In situ thermal conductivity measurement revealing kinetics of thermochemical reactions

Abstract

Utilizing thermochemical reactions for thermal energy storage and solar fuel production has been an emerging research topic. Thermal transport properties of the materials are an important parameter that can determine the kinetics and efficiency of thermochemical reactions. With the increasing number of new thermochemical materials (TCMs); however, there is a lack of reliable techniques to monitor the thermal transport property of the materials and their changes as a function of reactions in real time. In this work, we report the in situ monitoring of thermochemical reactions using modulated photothermal radiometry (MPR). The thermal conductivities of two TCMs, namely, calcium hydroxide (Ca(OH)2) and Ba0.15Sr0.85FeO3−δ (BSF1585), were measured as a function of temperature and time using the MPR technique. The measured thermal conductivities were correlated to the reaction. The work has two significant contributions to the research communities.
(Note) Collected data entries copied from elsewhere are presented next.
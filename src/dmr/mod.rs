//! DMR control signalling blocks.

pub mod consts;
pub mod csbk;

pub use self::csbk::{CsbkBlock, CsbkMessage, CsbkPayload};
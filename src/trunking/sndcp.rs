//! SNDCP packet data channel request and grant.

use tracing::trace;

use crate::error::Result;
use crate::site::{refusal, IdenEntry, SiteData};
use crate::trunking::Direction;
use crate::trunking::consts::*;
use crate::trunking::fields::Channel;
use crate::trunking::tsbk::TsbkPayload;
use crate::value::{FieldReader, FieldWriter};

/// Grant of a data channel, with separate transmit and receive channels.
#[derive(Copy, Clone, Debug, Default, Eq, PartialEq)]
pub struct SndcpChGnt {
    /// Data service options.
    pub dso: u8,
    /// Channel the site transmits on.
    pub tx_channel: Channel,
    /// Channel the subscriber transmits on.
    pub rx_channel: Channel,
    /// Target radio.
    pub dst_id: u32,
}

impl SndcpChGnt {
    /// Grant the given channel, deriving the paired inbound channel number from the given
    /// frequency plan. Refused if the plan is incomplete or the channel doesn't fit its
    /// fields.
    pub fn for_channel(dso: u8, ch_id: u8, ch_no: u16, dst_id: u32, iden: &IdenEntry)
        -> Result<SndcpChGnt>
    {
        iden.validate("OSP_SNDCP_CH_GNT")?;

        if ch_id >> 4 != 0 || ch_no >> 12 != 0 {
            return Err(refusal("OSP_SNDCP_CH_GNT", ch_id, "channel exceeds 16 bits"));
        }

        let base = iden.base_frequency as i64;
        let inbound = iden.rx_frequency(ch_no) as i64 + iden.tx_offset_hz();
        let rx_no = ((inbound - base) / iden.spacing_hz() as i64) & 0xFFF;

        trace!(ch_no, rx_no, inbound, "derived inbound data channel");

        Ok(SndcpChGnt {
            dso,
            tx_channel: Channel::new(ch_id, ch_no),
            rx_channel: Channel::new(ch_id, rx_no as u16),
            dst_id,
        })
    }
}

impl TsbkPayload for SndcpChGnt {
    const OPCODE: u8 = OSP_SNDCP_CH_GNT;
    const DIRECTION: Option<Direction> = Some(Direction::Outbound);

    fn from_value(value: u64) -> Self {
        let mut r = FieldReader::new(value);

        SndcpChGnt {
            dso: r.take(8),
            tx_channel: Channel::from_bits(r.take(16)),
            rx_channel: Channel::from_bits(r.take(16)),
            dst_id: r.take(24),
        }
    }

    fn to_value(&self, site: &SiteData) -> Result<u64> {
        Ok(FieldWriter::new()
            .field(8, self.dso)
            .field(16, self.tx_channel.with_default_id(site.channel_id).to_bits())
            .field(16, self.rx_channel.with_default_id(site.channel_id).to_bits())
            .field(24, self.dst_id)
            .finish())
    }

    fn describe(_: Direction) -> &'static str {
        "TSBKO, OSP_SNDCP_CH_GNT (SNDCP Data Channel Grant)"
    }
}

/// Request for a data channel.
#[derive(Copy, Clone, Debug, Default, Eq, PartialEq)]
pub struct SndcpRecReq {
    /// Data service options.
    pub dso: u8,
    /// Whether the subscriber has data queued to send.
    pub data_to_send: bool,
    /// Data access control.
    pub dac: u16,
    /// Requesting radio.
    pub src_id: u32,
}

impl TsbkPayload for SndcpRecReq {
    const OPCODE: u8 = ISP_SNDCP_REC_REQ;
    const DIRECTION: Option<Direction> = Some(Direction::Inbound);

    fn from_value(value: u64) -> Self {
        let mut r = FieldReader::new(value);

        let dso = r.take(8);
        let data_to_send = r.flag();
        r.skip(7);
        let dac = r.take(16);
        r.skip(8);

        SndcpRecReq {
            dso,
            data_to_send,
            dac,
            src_id: r.take(24),
        }
    }

    fn to_value(&self, _: &SiteData) -> Result<u64> {
        Ok(FieldWriter::new()
            .field(8, self.dso)
            .flag(self.data_to_send)
            .reserved(7)
            .field(16, self.dac)
            .reserved(8)
            .field(24, self.src_id)
            .finish())
    }

    fn describe(_: Direction) -> &'static str {
        "TSBKO, ISP_SNDCP_REC_REQ (SNDCP Data Channel Request)"
    }
}

#[cfg(test)]
mod test {
    use super::*;
    use crate::error::CodecError;
    use crate::trunking::tsbk::{round_trip, TsbkBlock, TsbkMessage};

    fn vhf() -> IdenEntry {
        IdenEntry {
            channel_id: 1,
            base_frequency: 450_000_000,
            ch_space_khz: 12.5,
            tx_offset_mhz: 5.0,
            ch_bandwidth_khz: 12.5,
        }
    }

    #[test]
    fn test_grant_channels() {
        let g = SndcpChGnt::for_channel(0x10, 1, 10, 0x001234, &vhf()).unwrap();

        assert_eq!(g.tx_channel, Channel::new(1, 10));
        // 5 MHz above at 12.5 kHz spacing.
        assert_eq!(g.rx_channel, Channel::new(1, 410));

        let site = SiteData::default();
        assert_eq!(g.to_value(&site).unwrap(), 0x10_100A_119A_001234);
        assert_eq!(round_trip(&g, &site), g);
    }

    #[test]
    fn test_grant_negative_offset() {
        let iden = IdenEntry {
            base_frequency: 851_006_250,
            tx_offset_mhz: -45.0,
            ..vhf()
        };

        let g = SndcpChGnt::for_channel(0, 0, 10, 1, &iden).unwrap();
        // 3590 channels below the base, wrapped into 12 bits.
        assert_eq!(g.rx_channel.number, 506);

        let site = SiteData { channel_id: 4, ..SiteData::default() };
        let dec = round_trip(&g, &site);
        assert_eq!(dec.tx_channel, Channel::new(4, 10));
        assert_eq!(dec.rx_channel, Channel::new(4, 506));
    }

    #[test]
    fn test_grant_refused() {
        let iden = IdenEntry { ch_space_khz: 0.0, ..vhf() };

        assert_eq!(SndcpChGnt::for_channel(0, 1, 10, 1, &iden), Err(CodecError::DomainValidation {
            opcode: "OSP_SNDCP_CH_GNT",
            reason: "channel spacing is zero".to_string(),
        }));

        let cases = [
            (IdenEntry { ch_space_khz: -12.5, ..vhf() }, "channel spacing is negative"),
            (IdenEntry { ch_space_khz: 0.0001, ..vhf() }, "channel spacing is below 1 Hz"),
        ];

        for (iden, reason) in cases.iter() {
            assert_eq!(SndcpChGnt::for_channel(0, 1, 10, 1, iden),
                Err(CodecError::DomainValidation {
                    opcode: "OSP_SNDCP_CH_GNT",
                    reason: reason.to_string(),
                }));
        }

        assert_eq!(SndcpChGnt::for_channel(0, 16, 10, 1, &vhf()),
            Err(CodecError::DomainValidation {
                opcode: "OSP_SNDCP_CH_GNT",
                reason: "channel exceeds 16 bits".to_string(),
            }));
    }

    #[test]
    fn test_rec_req() {
        let r = SndcpRecReq {
            dso: 0x82,
            data_to_send: true,
            dac: 0xBEEF,
            src_id: 0xC0FFEE,
        };

        let site = SiteData::default();
        assert_eq!(r.to_value(&site).unwrap(), 0x82_80_BEEF_00_C0FFEE);
        assert_eq!(round_trip(&r, &site), r);

        let b = TsbkBlock::from_payload(&r, &site).unwrap();
        assert_eq!(TsbkMessage::from_block(b, Direction::Inbound), TsbkMessage::SndcpRecReq(r));
        assert_eq!(TsbkMessage::from_block(b, Direction::Outbound),
            TsbkMessage::SndcpChGnt(SndcpChGnt::from_value(b.value)));
    }
}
First, it provides a non-invasive diagnostic tool for monitoring the thermal transport properties of TCMs that can potentially be a high-throughput measurement technique conducive to optimizing TCMs, reactors, and related thermal systems. Second, for TCMs that show observable changes in thermal transport properties, a correlation between the measured thermal conductivity and the conversion fraction of the reaction can be established for monitoring the reaction kinetics based on thermal characterization.